[What is required]:
I need every line that includes the word "beta" copied from the material.

[Entries provided]:
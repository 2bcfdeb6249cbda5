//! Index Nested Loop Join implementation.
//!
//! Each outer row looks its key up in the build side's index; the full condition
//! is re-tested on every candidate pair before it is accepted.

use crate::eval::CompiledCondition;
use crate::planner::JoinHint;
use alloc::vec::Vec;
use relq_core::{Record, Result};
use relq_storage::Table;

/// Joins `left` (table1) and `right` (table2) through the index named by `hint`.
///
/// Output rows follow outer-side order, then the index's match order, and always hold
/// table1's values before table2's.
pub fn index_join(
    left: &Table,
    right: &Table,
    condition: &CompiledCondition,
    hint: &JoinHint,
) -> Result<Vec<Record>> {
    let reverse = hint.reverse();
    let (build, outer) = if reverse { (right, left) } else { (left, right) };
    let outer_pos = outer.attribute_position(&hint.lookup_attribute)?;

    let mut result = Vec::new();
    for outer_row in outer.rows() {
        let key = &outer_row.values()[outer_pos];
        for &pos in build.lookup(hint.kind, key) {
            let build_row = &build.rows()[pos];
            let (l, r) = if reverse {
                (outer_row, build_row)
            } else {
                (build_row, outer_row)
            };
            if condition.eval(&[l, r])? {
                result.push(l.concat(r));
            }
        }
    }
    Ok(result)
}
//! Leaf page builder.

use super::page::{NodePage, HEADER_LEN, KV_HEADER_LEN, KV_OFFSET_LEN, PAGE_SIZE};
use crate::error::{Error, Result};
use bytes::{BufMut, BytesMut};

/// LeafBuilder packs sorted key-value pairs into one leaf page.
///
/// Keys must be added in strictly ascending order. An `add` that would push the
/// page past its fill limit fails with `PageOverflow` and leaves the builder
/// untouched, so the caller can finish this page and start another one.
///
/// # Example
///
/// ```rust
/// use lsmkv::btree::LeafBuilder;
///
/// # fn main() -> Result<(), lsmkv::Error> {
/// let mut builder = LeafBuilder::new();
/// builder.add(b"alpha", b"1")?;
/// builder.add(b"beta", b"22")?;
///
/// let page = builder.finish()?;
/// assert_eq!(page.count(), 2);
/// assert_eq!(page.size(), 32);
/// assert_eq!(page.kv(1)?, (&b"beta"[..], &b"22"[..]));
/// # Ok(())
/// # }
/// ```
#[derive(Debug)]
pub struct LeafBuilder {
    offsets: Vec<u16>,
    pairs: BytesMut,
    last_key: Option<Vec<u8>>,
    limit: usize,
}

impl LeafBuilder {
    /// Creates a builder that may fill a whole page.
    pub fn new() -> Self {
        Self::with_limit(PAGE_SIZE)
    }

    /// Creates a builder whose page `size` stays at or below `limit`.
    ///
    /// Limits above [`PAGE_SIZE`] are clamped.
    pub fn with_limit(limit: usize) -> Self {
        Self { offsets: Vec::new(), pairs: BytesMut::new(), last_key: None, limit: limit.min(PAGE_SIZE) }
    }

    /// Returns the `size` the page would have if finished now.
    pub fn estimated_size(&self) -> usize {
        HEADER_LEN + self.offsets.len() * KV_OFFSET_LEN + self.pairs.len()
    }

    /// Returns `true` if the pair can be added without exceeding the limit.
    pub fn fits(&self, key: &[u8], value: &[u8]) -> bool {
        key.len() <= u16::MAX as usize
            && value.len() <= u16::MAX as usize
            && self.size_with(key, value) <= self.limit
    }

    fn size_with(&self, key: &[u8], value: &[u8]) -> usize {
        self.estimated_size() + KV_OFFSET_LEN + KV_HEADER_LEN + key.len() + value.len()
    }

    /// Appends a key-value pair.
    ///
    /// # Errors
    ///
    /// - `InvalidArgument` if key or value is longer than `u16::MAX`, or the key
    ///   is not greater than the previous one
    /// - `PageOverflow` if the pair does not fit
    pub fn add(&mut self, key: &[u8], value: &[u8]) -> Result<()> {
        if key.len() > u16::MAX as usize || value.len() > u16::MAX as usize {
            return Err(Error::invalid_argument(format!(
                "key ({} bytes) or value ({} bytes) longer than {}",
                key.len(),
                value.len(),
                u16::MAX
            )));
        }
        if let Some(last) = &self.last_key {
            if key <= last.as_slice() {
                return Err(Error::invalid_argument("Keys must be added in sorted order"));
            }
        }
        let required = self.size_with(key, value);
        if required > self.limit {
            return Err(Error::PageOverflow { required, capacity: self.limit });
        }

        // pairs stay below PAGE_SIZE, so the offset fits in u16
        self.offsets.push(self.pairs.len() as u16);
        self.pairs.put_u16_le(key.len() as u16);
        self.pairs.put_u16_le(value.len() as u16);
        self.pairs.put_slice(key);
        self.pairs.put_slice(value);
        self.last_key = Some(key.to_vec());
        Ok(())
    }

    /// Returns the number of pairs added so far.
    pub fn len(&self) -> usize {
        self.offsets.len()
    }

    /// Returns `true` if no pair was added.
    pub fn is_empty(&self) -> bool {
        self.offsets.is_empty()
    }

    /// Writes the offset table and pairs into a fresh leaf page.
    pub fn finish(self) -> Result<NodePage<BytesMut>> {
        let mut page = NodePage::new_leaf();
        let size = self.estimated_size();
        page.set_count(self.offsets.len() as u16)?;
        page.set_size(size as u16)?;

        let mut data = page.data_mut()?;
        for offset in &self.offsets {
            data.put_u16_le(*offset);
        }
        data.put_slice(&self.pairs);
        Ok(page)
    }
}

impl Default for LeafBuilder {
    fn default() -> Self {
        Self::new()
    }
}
...
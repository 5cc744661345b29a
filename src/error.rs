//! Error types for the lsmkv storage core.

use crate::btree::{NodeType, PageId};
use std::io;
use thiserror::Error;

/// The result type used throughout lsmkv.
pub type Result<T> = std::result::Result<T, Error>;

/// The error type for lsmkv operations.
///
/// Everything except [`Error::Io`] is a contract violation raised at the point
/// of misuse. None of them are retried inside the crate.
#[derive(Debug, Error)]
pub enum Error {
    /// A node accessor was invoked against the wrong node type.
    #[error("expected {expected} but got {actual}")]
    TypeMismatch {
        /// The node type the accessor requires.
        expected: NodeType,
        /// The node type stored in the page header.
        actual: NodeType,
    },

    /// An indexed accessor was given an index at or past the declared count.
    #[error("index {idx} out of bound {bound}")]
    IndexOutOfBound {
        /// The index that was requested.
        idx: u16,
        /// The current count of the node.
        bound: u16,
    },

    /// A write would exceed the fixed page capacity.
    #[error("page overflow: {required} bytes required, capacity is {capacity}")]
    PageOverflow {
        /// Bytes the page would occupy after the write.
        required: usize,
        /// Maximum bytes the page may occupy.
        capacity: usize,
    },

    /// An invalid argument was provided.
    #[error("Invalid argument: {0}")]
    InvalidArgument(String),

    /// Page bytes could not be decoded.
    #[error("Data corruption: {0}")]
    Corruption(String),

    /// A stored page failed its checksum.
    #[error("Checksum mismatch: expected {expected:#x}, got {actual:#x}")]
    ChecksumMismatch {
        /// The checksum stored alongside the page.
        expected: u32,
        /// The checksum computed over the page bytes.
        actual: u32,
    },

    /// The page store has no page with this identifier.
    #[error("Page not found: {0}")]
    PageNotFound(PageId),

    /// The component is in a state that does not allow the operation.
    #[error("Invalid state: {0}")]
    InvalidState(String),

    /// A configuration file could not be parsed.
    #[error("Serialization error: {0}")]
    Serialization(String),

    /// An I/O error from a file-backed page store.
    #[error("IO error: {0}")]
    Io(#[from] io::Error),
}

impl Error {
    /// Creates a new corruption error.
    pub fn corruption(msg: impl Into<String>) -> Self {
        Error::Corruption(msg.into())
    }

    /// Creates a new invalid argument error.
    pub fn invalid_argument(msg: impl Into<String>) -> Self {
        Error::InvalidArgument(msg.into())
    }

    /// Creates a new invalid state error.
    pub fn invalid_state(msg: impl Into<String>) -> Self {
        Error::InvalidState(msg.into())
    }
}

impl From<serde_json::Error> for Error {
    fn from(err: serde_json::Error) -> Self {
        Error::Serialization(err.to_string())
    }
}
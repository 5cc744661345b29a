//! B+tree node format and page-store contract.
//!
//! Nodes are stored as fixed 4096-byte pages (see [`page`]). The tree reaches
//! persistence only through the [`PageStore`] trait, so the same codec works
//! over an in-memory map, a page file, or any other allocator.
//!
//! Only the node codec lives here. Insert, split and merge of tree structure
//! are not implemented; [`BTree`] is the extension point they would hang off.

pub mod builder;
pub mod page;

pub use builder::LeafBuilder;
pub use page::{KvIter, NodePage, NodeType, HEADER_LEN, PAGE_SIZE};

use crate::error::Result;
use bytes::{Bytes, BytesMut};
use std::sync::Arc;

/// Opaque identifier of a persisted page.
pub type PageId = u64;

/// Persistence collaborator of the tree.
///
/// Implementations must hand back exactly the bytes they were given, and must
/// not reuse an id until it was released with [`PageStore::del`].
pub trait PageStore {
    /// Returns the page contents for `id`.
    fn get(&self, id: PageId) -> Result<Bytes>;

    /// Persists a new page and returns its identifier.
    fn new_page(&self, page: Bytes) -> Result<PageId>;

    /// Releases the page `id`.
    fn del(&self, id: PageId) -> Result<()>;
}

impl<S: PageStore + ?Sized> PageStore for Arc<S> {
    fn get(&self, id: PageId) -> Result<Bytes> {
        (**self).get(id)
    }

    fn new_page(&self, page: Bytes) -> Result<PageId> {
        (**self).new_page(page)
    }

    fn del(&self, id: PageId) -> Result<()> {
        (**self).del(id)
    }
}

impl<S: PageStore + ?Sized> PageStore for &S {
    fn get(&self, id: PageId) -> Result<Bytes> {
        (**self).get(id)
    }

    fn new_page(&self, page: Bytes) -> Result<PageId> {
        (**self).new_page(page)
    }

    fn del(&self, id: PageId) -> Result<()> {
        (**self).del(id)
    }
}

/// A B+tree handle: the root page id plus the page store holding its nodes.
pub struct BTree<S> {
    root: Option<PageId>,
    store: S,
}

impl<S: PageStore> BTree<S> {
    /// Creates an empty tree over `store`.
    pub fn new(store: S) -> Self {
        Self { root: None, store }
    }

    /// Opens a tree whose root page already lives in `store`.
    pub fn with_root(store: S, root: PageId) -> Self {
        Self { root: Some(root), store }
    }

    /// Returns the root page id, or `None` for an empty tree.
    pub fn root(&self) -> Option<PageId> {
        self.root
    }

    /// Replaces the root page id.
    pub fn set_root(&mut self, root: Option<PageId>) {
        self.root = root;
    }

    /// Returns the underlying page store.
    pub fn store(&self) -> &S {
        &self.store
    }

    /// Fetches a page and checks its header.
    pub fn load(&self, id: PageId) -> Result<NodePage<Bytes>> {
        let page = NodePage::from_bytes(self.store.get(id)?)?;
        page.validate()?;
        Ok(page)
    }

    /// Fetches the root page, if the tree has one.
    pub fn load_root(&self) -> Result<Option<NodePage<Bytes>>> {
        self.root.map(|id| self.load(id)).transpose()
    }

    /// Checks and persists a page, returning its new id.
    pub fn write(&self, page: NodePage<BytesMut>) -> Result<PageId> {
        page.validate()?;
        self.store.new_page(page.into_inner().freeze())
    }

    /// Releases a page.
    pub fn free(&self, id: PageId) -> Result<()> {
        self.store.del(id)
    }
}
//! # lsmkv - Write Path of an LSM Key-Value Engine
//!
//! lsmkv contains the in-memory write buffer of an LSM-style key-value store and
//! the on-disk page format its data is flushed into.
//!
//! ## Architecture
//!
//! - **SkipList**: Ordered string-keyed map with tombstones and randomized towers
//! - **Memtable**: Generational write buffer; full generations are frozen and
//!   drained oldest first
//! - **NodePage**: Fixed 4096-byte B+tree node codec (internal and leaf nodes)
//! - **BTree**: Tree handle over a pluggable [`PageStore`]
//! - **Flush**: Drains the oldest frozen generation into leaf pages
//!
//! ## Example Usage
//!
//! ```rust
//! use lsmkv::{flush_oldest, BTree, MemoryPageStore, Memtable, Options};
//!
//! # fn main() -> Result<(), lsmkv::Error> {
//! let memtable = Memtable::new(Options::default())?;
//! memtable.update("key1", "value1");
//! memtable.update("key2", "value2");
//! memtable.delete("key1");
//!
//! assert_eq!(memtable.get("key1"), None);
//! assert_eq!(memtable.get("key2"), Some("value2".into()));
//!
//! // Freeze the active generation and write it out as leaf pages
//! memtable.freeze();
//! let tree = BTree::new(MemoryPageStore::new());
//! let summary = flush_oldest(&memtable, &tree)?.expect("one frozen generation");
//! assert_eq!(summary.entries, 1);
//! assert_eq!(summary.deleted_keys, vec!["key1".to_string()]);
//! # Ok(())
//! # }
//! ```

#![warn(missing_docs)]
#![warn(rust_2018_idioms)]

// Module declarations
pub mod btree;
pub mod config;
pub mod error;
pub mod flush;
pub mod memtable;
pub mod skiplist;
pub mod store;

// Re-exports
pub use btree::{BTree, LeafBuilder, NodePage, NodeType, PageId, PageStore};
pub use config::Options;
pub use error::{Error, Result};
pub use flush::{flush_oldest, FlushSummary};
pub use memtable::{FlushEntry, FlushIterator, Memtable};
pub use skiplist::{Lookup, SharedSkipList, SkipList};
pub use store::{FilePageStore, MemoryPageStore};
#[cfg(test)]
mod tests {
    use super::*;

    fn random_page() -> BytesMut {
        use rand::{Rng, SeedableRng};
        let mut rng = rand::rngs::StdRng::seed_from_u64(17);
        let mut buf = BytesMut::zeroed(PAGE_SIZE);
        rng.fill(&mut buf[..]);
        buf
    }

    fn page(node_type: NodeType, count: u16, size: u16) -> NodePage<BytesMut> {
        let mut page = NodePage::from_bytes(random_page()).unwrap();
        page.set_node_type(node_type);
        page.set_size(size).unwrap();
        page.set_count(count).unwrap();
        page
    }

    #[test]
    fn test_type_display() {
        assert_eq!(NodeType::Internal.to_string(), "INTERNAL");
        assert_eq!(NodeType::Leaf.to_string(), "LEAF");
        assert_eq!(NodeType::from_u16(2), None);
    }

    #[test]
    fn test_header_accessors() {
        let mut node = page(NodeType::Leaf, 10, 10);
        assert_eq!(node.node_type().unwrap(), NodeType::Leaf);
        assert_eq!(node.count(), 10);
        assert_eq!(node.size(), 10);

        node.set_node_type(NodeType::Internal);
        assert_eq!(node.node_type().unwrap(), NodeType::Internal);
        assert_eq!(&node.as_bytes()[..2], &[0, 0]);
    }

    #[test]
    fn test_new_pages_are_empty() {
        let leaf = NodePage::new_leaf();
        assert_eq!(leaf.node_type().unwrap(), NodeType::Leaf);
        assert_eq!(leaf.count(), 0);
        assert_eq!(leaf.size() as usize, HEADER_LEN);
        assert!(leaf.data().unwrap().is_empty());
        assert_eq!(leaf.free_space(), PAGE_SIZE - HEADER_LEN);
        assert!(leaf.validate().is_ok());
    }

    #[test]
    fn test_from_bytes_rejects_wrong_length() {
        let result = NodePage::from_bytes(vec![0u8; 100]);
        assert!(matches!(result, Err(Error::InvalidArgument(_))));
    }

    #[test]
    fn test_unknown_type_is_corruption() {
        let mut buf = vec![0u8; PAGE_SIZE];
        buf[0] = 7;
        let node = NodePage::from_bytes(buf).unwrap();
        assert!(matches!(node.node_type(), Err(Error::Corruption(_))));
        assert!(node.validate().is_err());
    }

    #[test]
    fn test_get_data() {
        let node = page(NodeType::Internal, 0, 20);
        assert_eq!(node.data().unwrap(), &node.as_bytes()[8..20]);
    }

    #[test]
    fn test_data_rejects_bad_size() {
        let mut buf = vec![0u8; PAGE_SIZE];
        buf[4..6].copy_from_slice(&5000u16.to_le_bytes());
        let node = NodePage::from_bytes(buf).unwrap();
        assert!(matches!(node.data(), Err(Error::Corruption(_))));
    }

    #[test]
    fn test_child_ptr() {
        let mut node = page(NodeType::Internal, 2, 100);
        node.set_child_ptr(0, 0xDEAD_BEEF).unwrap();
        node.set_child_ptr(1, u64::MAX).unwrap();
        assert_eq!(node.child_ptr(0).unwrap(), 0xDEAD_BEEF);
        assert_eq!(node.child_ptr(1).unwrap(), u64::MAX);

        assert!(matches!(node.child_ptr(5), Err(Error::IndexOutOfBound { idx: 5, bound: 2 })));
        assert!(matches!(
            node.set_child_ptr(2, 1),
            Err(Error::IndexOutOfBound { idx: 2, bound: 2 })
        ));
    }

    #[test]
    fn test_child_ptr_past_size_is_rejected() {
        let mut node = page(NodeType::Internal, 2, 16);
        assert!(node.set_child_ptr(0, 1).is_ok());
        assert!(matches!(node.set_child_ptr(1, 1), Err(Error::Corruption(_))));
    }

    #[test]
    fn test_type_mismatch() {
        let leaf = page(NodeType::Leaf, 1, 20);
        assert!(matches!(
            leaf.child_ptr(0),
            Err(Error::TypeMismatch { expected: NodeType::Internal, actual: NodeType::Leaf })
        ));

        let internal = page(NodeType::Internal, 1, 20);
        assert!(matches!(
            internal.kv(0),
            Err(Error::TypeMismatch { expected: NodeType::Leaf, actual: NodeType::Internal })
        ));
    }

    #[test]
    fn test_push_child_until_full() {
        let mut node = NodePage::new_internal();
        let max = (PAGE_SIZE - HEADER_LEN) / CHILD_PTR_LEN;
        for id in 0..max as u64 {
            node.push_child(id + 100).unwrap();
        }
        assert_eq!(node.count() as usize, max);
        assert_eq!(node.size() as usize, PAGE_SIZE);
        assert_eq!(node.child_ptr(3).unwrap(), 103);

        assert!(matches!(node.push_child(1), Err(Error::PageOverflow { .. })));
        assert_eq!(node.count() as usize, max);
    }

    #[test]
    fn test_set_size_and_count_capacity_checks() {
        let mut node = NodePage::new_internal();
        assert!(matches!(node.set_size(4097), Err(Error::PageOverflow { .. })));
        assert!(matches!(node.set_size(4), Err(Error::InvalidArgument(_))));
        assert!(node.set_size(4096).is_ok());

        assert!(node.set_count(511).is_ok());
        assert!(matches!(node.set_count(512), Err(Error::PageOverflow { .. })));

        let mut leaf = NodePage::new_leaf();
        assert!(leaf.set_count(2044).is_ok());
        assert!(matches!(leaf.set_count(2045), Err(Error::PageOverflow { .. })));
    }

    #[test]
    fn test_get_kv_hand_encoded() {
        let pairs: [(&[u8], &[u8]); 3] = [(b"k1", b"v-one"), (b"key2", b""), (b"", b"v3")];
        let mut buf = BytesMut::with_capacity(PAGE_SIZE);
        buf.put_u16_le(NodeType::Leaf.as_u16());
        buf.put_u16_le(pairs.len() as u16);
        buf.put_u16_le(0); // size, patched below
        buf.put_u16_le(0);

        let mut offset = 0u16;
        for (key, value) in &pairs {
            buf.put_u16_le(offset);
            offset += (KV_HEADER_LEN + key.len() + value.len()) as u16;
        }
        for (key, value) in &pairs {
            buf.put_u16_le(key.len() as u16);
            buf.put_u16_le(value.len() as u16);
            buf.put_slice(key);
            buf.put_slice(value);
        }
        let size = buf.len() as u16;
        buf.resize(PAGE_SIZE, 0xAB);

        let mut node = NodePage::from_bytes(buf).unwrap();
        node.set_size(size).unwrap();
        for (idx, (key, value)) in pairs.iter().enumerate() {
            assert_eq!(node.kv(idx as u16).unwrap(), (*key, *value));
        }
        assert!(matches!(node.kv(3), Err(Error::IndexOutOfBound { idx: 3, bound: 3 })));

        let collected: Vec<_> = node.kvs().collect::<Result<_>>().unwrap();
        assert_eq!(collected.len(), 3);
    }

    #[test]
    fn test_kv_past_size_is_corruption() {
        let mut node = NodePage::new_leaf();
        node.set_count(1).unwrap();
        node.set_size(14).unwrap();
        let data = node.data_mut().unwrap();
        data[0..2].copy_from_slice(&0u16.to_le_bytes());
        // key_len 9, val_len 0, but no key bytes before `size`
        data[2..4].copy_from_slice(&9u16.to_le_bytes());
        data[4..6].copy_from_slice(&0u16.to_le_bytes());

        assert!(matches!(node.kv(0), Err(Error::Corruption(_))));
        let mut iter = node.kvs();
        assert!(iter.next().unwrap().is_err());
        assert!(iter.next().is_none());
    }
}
* * *
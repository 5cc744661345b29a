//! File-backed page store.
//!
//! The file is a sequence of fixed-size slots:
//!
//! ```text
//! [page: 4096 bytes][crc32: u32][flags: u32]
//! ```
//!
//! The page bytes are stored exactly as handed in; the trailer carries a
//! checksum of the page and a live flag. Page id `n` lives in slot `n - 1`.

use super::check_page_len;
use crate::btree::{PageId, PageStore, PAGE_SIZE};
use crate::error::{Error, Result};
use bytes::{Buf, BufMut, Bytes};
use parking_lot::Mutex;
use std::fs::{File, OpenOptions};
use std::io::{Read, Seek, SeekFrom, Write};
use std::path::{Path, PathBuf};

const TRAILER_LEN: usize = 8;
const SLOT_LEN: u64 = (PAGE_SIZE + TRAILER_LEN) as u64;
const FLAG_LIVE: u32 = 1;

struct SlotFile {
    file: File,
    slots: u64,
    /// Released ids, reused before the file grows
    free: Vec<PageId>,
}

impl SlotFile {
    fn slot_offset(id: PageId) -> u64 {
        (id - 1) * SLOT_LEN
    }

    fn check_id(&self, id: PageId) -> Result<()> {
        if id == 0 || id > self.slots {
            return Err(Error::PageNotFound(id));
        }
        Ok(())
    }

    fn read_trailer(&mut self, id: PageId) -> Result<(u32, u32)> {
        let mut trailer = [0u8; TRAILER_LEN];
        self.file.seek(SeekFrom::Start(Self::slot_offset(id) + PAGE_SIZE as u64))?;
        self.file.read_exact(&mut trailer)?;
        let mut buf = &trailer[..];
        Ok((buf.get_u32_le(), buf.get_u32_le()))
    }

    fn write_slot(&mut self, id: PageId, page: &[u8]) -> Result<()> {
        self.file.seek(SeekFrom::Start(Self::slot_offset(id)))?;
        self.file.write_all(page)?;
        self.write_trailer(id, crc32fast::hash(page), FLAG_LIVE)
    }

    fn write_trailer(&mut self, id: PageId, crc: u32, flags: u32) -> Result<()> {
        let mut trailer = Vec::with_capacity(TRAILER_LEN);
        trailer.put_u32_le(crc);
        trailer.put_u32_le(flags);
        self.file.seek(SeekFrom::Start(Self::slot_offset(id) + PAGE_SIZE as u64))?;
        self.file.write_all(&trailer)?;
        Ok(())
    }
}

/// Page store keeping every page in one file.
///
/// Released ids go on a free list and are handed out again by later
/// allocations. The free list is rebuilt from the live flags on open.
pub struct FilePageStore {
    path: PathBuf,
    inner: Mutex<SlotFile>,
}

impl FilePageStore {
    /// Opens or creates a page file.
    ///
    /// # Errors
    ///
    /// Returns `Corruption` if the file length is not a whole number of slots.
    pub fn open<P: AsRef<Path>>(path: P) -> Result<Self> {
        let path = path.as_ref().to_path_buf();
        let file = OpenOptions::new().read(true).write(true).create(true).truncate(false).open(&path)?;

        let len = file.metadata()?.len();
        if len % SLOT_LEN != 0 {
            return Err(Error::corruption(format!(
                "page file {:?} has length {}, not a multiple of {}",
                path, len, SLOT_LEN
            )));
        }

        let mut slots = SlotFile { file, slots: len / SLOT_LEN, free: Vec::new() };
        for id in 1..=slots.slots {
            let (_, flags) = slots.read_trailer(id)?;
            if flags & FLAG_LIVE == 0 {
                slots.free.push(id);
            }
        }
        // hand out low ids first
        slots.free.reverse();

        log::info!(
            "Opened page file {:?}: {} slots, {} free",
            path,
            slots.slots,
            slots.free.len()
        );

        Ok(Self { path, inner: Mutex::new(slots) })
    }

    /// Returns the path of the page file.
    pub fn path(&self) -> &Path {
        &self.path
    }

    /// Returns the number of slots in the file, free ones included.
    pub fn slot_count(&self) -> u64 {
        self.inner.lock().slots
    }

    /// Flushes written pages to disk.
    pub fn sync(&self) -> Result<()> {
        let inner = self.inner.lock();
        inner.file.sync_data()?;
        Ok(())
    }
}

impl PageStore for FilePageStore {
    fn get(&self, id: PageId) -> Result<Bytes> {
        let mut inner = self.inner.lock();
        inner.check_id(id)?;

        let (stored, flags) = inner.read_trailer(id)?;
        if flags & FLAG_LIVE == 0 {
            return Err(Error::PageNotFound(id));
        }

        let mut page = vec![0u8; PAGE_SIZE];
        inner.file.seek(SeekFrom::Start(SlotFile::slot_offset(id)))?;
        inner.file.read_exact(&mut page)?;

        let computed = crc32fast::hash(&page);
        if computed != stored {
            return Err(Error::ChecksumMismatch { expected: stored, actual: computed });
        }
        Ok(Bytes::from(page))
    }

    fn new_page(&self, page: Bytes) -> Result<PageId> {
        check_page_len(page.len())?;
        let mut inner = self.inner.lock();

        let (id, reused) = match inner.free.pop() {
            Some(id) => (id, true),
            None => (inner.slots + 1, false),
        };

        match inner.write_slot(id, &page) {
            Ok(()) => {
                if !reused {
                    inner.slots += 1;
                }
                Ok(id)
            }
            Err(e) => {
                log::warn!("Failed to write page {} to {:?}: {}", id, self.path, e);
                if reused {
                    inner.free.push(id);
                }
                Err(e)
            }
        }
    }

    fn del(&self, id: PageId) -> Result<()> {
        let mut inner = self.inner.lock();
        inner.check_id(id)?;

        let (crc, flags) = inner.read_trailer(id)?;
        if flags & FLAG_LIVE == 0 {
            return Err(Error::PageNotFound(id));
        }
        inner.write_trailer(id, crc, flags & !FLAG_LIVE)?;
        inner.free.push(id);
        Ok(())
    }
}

[Exercise response]:
/// builder.add(b"beta", b"22")?;
/// assert_eq!(page.kv(1)?, (&b"beta"[..], &b"22"[..]));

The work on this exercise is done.